**Task to complete**: The data must be transcribed exactly, with no line missing.

:: Material shown

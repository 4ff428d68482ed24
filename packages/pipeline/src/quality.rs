//! Run-level data-quality summary.

use serde::{Deserialize, Serialize};
use ward_flow_assign::AssignmentSummary;
use ward_flow_clean::CleanReport;
use ward_flow_od_models::PartitionDisposition;

/// Disposition of one partition's trips.
#[derive(Debug, Clone, PartialEq, Eq, Serialize, Deserialize)]
#[serde(rename_all = "camelCase")]
pub struct PartitionQuality {
    /// Partition label.
    pub partition: String,
    /// Trip counts by assignment outcome.
    #[serde(flatten)]
    pub disposition: PartitionDisposition,
}

/// Every exclusion and degradation made during a run.
#[derive(Debug, Clone, Default, PartialEq, Eq, Serialize, Deserialize)]
#[serde(rename_all = "camelCase")]
pub struct QualitySummary {
    /// Rows the CSV reader could not deserialize.
    pub unreadable_rows: u64,
    /// Rows handed to the cleaner.
    pub total_records: u64,
    /// Trips kept after cleaning.
    pub kept: u64,
    /// Trips dropped for a missing coordinate.
    pub missing_coordinate: u64,
    /// Kept trips with unparseable timestamps.
    pub malformed_timestamp: u64,
    /// Kept trips with an implausible birth year.
    pub implausible_birth_year: u64,
    /// Kept trips with no birth year.
    pub missing_birth_year: u64,
    /// Kept trips that stop before they start.
    pub reversed_interval: u64,
    /// Trips whose origin fell outside every ward.
    pub unresolved_origin: u64,
    /// Trips whose destination fell outside every ward.
    pub unresolved_destination: u64,
    /// Trips with neither end in a ward.
    pub unresolved_both: u64,
    /// Assignment outcome counts, if assignment ran.
    pub assignment: Option<AssignmentSummary>,
    /// Per-partition dispositions.
    pub partitions: Vec<PartitionQuality>,
}

impl QualitySummary {
    /// Summary of the cleaning stage alone.
    #[must_use]
    pub const fn from_clean(unreadable_rows: u64, report: &CleanReport) -> Self {
        Self {
            unreadable_rows,
            total_records: report.total_records,
            kept: report.kept,
            missing_coordinate: report.missing_coordinate,
            malformed_timestamp: report.malformed_timestamp,
            implausible_birth_year: report.implausible_birth_year,
            missing_birth_year: report.missing_birth_year,
            reversed_interval: report.reversed_interval,
            unresolved_origin: 0,
            unresolved_destination: 0,
            unresolved_both: 0,
            assignment: None,
            partitions: Vec::new(),
        }
    }

    /// Adds the assignment outcome.
    #[must_use]
    pub const fn with_assignment(mut self, summary: AssignmentSummary) -> Self {
        self.unresolved_origin = summary.unresolved_origin();
        self.unresolved_destination = summary.unresolved_destination();
        self.unresolved_both = summary.neither_resolved;
        self.assignment = Some(summary);
        self
    }

    /// Pretty JSON rendering.
    ///
    /// # Errors
    ///
    /// Returns a [`serde_json::Error`] if serialization fails.
    pub fn to_json(&self) -> Result<String, serde_json::Error> {
        serde_json::to_string_pretty(self)
    }
}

::::

**Answer box**:
repository 4ff428d68482ed24
filename packages/pipeline/src/quality.rs
//! Run-level data-quality summary.

use serde::{Deserialize, Serialize};
use ward_flow_assign::AssignmentSummary;
use ward_flow_clean::CleanReport;
use ward_flow_od_models::PartitionDisposition;

/// Disposition of one partition's trips.
#[derive(Debug, Clone, PartialEq, Eq, Serialize, Deserialize)]
#[serde(rename_all = "camelCase")]
pub struct PartitionQuality {
    /// Partition label.
    pub partition: String,
    /// Trip counts by assignment outcome.
    #[serde(flatten)]
    pub disposition: PartitionDisposition,
}

/// Every exclusion and degradation made during a run.
#[derive(Debug, Clone, Default, PartialEq, Eq, Serialize, Deserialize)]
#[serde(rename_all = "camelCase")]
pub struct QualitySummary {
    /// Rows the CSV reader could not deserialize.
    pub unreadable_rows: u64,
    /// Rows handed to the cleaner.
    pub total_records: u64,
    /// Trips kept after cleaning.
    pub kept: u64,
    /// Trips dropped for a missing coordinate.
    pub missing_coordinate: u64,
    /// Kept trips with unparseable timestamps.
    pub malformed_timestamp: u64,
    /// Kept trips with an implausible birth year.
    pub implausible_birth_year: u64,
    /// Kept trips with no birth year.
    pub missing_birth_year: u64,
    /// Kept trips that stop before they start.
    pub reversed_interval: u64,
    /// Trips whose origin fell outside every ward.
    pub unresolved_origin: u64,
    /// Trips whose destination fell outside every ward.
    pub unresolved_destination: u64,
    /// Trips with neither end in a ward.
    pub unresolved_both: u64,
    /// Assignment outcome counts, if assignment ran.
    pub assignment: Option<AssignmentSummary>,
    /// Per-partition dispositions.
    pub partitions: Vec<PartitionQuality>,
}

impl QualitySummary {
    /// Summary of the cleaning stage alone.
    #[must_use]
    pub const fn from_clean(unreadable_rows: u64, report: &CleanReport) -> Self {
        Self {
            unreadable_rows,
            total_records: report.total_records,
            kept: report.kept,
            missing_coordinate: report.missing_coordinate,
            malformed_timestamp: report.malformed_timestamp,
            implausible_birth_year: report.implausible_birth_year,
            missing_birth_year: report.missing_birth_year,
            reversed_interval: report.reversed_interval,
            unresolved_origin: 0,
            unresolved_destination: 0,
            unresolved_both: 0,
            assignment: None,
            partitions: Vec::new(),
        }
    }

    /// Adds the assignment outcome.
    #[must_use]
    pub const fn with_assignment(mut self, summary: AssignmentSummary) -> Self {
        self.unresolved_origin = summary.unresolved_origin();
        self.unresolved_destination = summary.unresolved_destination();
        self.unresolved_both = summary.neither_resolved;
        self.assignment = Some(summary);
        self
    }

    /// Pretty JSON rendering.
    ///
    /// # Errors
    ///
    /// Returns a [`serde_json::Error`] if serialization fails.
    pub fn to_json(&self) -> Result<String, serde_json::Error> {
        serde_json::to_string_pretty(self)
    }
}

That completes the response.